A Hudson’s Bay takeover of Macy’s may be out, but word is that Neiman Marcus could be the next retail chain the Canadian conglomerate scoops up. The two companies are in talks and negotiations are already further along than the potential deal with Macy’s.
Although the floundering Neiman Marcus put itself up for sale earlier this year, the rumors started after things seemed to take an even deeper nosedive recently. Today the company reported another 6.1% revenue dip for its last quarter and last month its credit rating was downgraded to a triple C-plus by Standard & Poor’s. Add to that its imminent $5 billion debt and its plan to abandon an IPO, and the company needs to sell itself fast.

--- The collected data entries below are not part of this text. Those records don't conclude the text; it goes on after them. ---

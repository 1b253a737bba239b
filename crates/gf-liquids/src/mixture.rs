//! Flow-weighted liquid mixtures.

use crate::error::{LiquidError, LiquidResult};
use crate::liquid::Liquid;
use gf_core::numeric::{Tolerances, nearly_equal};

/// Weights below this fraction are dropped as negligible.
const NEGLIGIBLE_FRACTION: f64 = 1e-12;

/// A mixture of liquids defined by normalized volume fractions.
///
/// Fractions always sum to 1.0. Blending is the flow-weighted average of
/// constituent fractions; liquids are never destroyed, only diluted.
#[derive(Debug, Clone, PartialEq)]
pub struct Mixture {
    /// Liquids and their volume fractions, in first-seen order.
    items: Vec<(Liquid, f64)>,
}

impl Mixture {
    /// A single-liquid mixture.
    pub fn pure(liquid: Liquid) -> Self {
        Self {
            items: vec![(liquid, 1.0)],
        }
    }

    /// Create a mixture from raw volume weights.
    ///
    /// Validates that all weights are finite, non-negative, and have a
    /// positive sum, merges duplicate liquids, then normalizes to sum=1.
    pub fn from_weights(weights: Vec<(Liquid, f64)>) -> LiquidResult<Self> {
        if weights.is_empty() {
            return Err(LiquidError::InvalidArg {
                what: "empty mixture",
            });
        }

        let mut sum = 0.0;
        for (_, w) in &weights {
            if !w.is_finite() {
                return Err(LiquidError::NonPhysical {
                    what: "non-finite mixture weight",
                });
            }
            if *w < 0.0 {
                return Err(LiquidError::NonPhysical {
                    what: "negative mixture weight",
                });
            }
            sum += w;
        }

        if sum <= 0.0 || !sum.is_finite() {
            return Err(LiquidError::NonPhysical {
                what: "mixture weights sum to zero or non-finite",
            });
        }

        // Merge duplicates, keep first-seen order for determinism.
        let mut items: Vec<(Liquid, f64)> = Vec::new();
        for (liquid, w) in weights {
            let frac = w / sum;
            match items.iter_mut().find(|(l, _)| *l == liquid) {
                Some((_, existing)) => *existing += frac,
                None => items.push((liquid, frac)),
            }
        }
        items.retain(|(_, f)| *f > NEGLIGIBLE_FRACTION);

        if items.is_empty() {
            return Err(LiquidError::NonPhysical {
                what: "all mixture weights negligible",
            });
        }

        Ok(Self { items })
    }

    /// Flow-weighted blend of several mixtures.
    ///
    /// Returns `None` when the total weight is not positive: an edge with
    /// zero flow carries no liquid.
    pub fn blend<'a>(parts: impl IntoIterator<Item = (f64, &'a Mixture)>) -> Option<Mixture> {
        let mut weights: Vec<(Liquid, f64)> = Vec::new();
        for (flow, mixture) in parts {
            if !(flow > 0.0) || !flow.is_finite() {
                continue;
            }
            for (liquid, frac) in mixture.iter() {
                match weights.iter_mut().find(|(l, _)| *l == liquid) {
                    Some((_, w)) => *w += flow * frac,
                    None => weights.push((liquid, flow * frac)),
                }
            }
        }
        Mixture::from_weights(weights).ok()
    }

    /// Volume fraction of a liquid (0.0 if not present).
    pub fn fraction(&self, liquid: Liquid) -> f64 {
        self.items
            .iter()
            .find(|(l, _)| *l == liquid)
            .map(|(_, f)| *f)
            .unwrap_or(0.0)
    }

    /// `Some(liquid)` when exactly one liquid has fraction ≈1.0.
    pub fn as_pure(&self) -> Option<Liquid> {
        if self.items.len() == 1 {
            let (liquid, frac) = self.items[0];
            let tol = Tolerances {
                abs: 1e-10,
                rel: 1e-10,
            };
            if nearly_equal(frac, 1.0, tol) {
                return Some(liquid);
            }
        }
        None
    }

    /// Iterate over all liquids with non-negligible fractions.
    pub fn iter(&self) -> impl Iterator<Item = (Liquid, f64)> + '_ {
        self.items.iter().copied()
    }

    /// Fraction-wise approximate equality (used by iterative resolvers to
    /// detect a fixed point).
    pub fn nearly_same(&self, other: &Mixture, tol: Tolerances) -> bool {
        let all_liquids = self.items.iter().chain(&other.items).map(|(l, _)| *l);
        for liquid in all_liquids {
            if !nearly_equal(self.fraction(liquid), other.fraction(liquid), tol) {
                return false;
            }
        }
        true
    }

    /// Fraction-weighted average color for rendering the mixture.
    pub fn display_color(&self) -> Liquid {
        let mut acc = [0.0_f64; 3];
        for (liquid, frac) in self.iter() {
            let rgb = liquid.rgb();
            for (channel, value) in acc.iter_mut().zip(rgb) {
                *channel += frac * value as f64;
            }
        }
        Liquid::from_rgb(
            acc[0].round() as u8,
            acc[1].round() as u8,
            acc[2].round() as u8,
        )
    }
}

#[cfg(test)]
mod tests {
    use super::*;
    use crate::liquid::{BEER, COLD_WATER, HOT_WATER, WORT};

    #[test]
    fn pure_mixture() {
        let mix = Mixture::pure(WORT);
        assert_eq!(mix.as_pure(), Some(WORT));
        assert_eq!(mix.fraction(WORT), 1.0);
        assert_eq!(mix.fraction(BEER), 0.0);
    }

    #[test]
    fn weights_normalize() {
        let mix =
            Mixture::from_weights(vec![(COLD_WATER, 2.0), (HOT_WATER, 8.0)]).unwrap();
        let tol = Tolerances::default();
        assert!(nearly_equal(mix.fraction(COLD_WATER), 0.2, tol));
        assert!(nearly_equal(mix.fraction(HOT_WATER), 0.8, tol));
        assert_eq!(mix.as_pure(), None);
    }

    #[test]
    fn duplicates_merge() {
        let mix = Mixture::from_weights(vec![
            (COLD_WATER, 1.0),
            (HOT_WATER, 1.0),
            (COLD_WATER, 2.0),
        ])
        .unwrap();
        let tol = Tolerances::default();
        assert!(nearly_equal(mix.fraction(COLD_WATER), 0.75, tol));
        assert_eq!(mix.iter().count(), 2);
    }

    #[test]
    fn blend_is_flow_weighted() {
        let a = Mixture::pure(COLD_WATER);
        let b = Mixture::pure(HOT_WATER);
        let mixed = Mixture::blend([(6.0, &a), (4.0, &b)]).unwrap();
        let tol = Tolerances::default();
        assert!(nearly_equal(mixed.fraction(COLD_WATER), 0.6, tol));
        assert!(nearly_equal(mixed.fraction(HOT_WATER), 0.4, tol));
    }

    #[test]
    fn blend_ignores_zero_flow() {
        let a = Mixture::pure(COLD_WATER);
        let b = Mixture::pure(HOT_WATER);
        let mixed = Mixture::blend([(5.0, &a), (0.0, &b)]).unwrap();
        assert_eq!(mixed.as_pure(), Some(COLD_WATER));
    }

    #[test]
    fn blend_of_nothing_is_none() {
        let a = Mixture::pure(COLD_WATER);
        assert!(Mixture::blend([(0.0, &a)]).is_none());
        assert!(Mixture::blend(std::iter::empty::<(f64, &Mixture)>()).is_none());
    }

    #[test]
    fn invalid_weights_rejected() {
        assert!(Mixture::from_weights(vec![]).is_err());
        assert!(Mixture::from_weights(vec![(BEER, -1.0)]).is_err());
        assert!(Mixture::from_weights(vec![(BEER, f64::NAN)]).is_err());
        assert!(Mixture::from_weights(vec![(BEER, 0.0)]).is_err());
    }

    #[test]
    fn display_color_averages_channels() {
        let black = Liquid::from_rgb(0, 0, 0);
        let white = Liquid::from_rgb(255, 255, 255);
        let mix = Mixture::from_weights(vec![(black, 1.0), (white, 1.0)]).unwrap();
        assert_eq!(mix.display_color(), Liquid::from_rgb(128, 128, 128));
    }
}
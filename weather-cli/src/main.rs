//! Binary crate for the `weather` command-line tool.
//!
//! This crate focuses on:
//! - Parsing CLI arguments
//! - Interactive configuration
//! - Human-friendly output formatting

use clap::Parser;
use tracing::Level;

mod cli;
mod style;

fn init_tracing(verbose: bool) {
    let level = if verbose { Level::DEBUG } else { Level::WARN };
    tracing_subscriber::fmt()
        .with_max_level(level)
        .with_target(false)
        .with_writer(std::io::stderr)
        .init();
}

#[tokio::main]
async fn main() -> anyhow::Result<()> {
    let cmd = cli::Cli::parse();
    init_tracing(cmd.verbose);
    cmd.run().await
}
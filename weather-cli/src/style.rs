//! Terminal formatting for a single weather reading.

use std::io;

use termcolor::{Color, ColorSpec, WriteColor};
use weather_core::{Condition, Units, WeatherReading};

/// Column width used to center the city and the description.
pub const PADDING: usize = 20;

/// Glyph and color shown for a condition group.
pub fn display_params(condition: Condition) -> (&'static str, ColorSpec) {
    let mut spec = ColorSpec::new();
    let glyph = match condition {
        Condition::Thunderstorm => {
            spec.set_fg(Some(Color::Red)).set_bold(true);
            "💥"
        }
        Condition::Drizzle => {
            spec.set_fg(Some(Color::Cyan)).set_bold(true);
            "💧"
        }
        Condition::Rain => {
            spec.set_fg(Some(Color::Blue)).set_bold(true);
            "💦"
        }
        Condition::Snow => {
            spec.set_fg(Some(Color::White));
            "⛄️"
        }
        Condition::Atmosphere => {
            spec.set_fg(Some(Color::Blue)).set_bold(true);
            "🌀"
        }
        Condition::Clear => {
            spec.set_fg(Some(Color::Yellow));
            "🔆"
        }
        Condition::Clouds => {
            spec.set_fg(Some(Color::White));
            "💨"
        }
        Condition::Unknown => "🌈",
    };

    (glyph, spec)
}

/// Highlight used for the city column.
fn header_spec() -> ColorSpec {
    let mut spec = ColorSpec::new();
    spec.set_fg(Some(Color::Black)).set_bg(Some(Color::White));
    spec
}

/// Write one line: city, glyph, description and temperature.
pub fn write_reading<W: WriteColor>(
    out: &mut W,
    reading: &WeatherReading,
    units: Units,
) -> io::Result<()> {
    out.set_color(&header_spec())?;
    write!(out, "{:^width$}", reading.city, width = PADDING)?;
    out.reset()?;

    let (glyph, color) = display_params(reading.condition());

    out.set_color(&color)?;
    write!(out, "\t{glyph} ")?;
    write!(out, "\t{:^width$} ", capitalize(&reading.description), width = PADDING)?;
    out.reset()?;

    writeln!(out, "({}°{})", reading.temperature, units.symbol())
}

/// Uppercase the first character and lowercase the rest.
pub fn capitalize(s: &str) -> String {
    let mut chars = s.chars();
    match chars.next() {
        Some(first) => first.to_uppercase().chain(chars.flat_map(char::to_lowercase)).collect(),
        None => String::new(),
    }
}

For its part, Neiman Marcus said that it is “undertaking a process to explore and evaluate potential strategic alternatives, which may include the sale of the company or other assets, or other initiatives to optimize its capital structure, as well as a number of other alternatives.”
Still, Hudson’s Bay is keeping quiet about the deal and leaving room for speculation. It issued a statement about the matter, saying: “Generally speaking, as we have previously stated, we selectively evaluate opportunities to accelerate the company’s strategic growth while maintaining or enhancing its credit profile.”
Neiman Marcus currently operates 48 stores nationwide, along with two Bergdorf Goodman stores in New York City. A Hudson’s Bay buyout would put Neiman Marcus under the same umbrella as Saks Fifth Avenue and Lord & Taylor.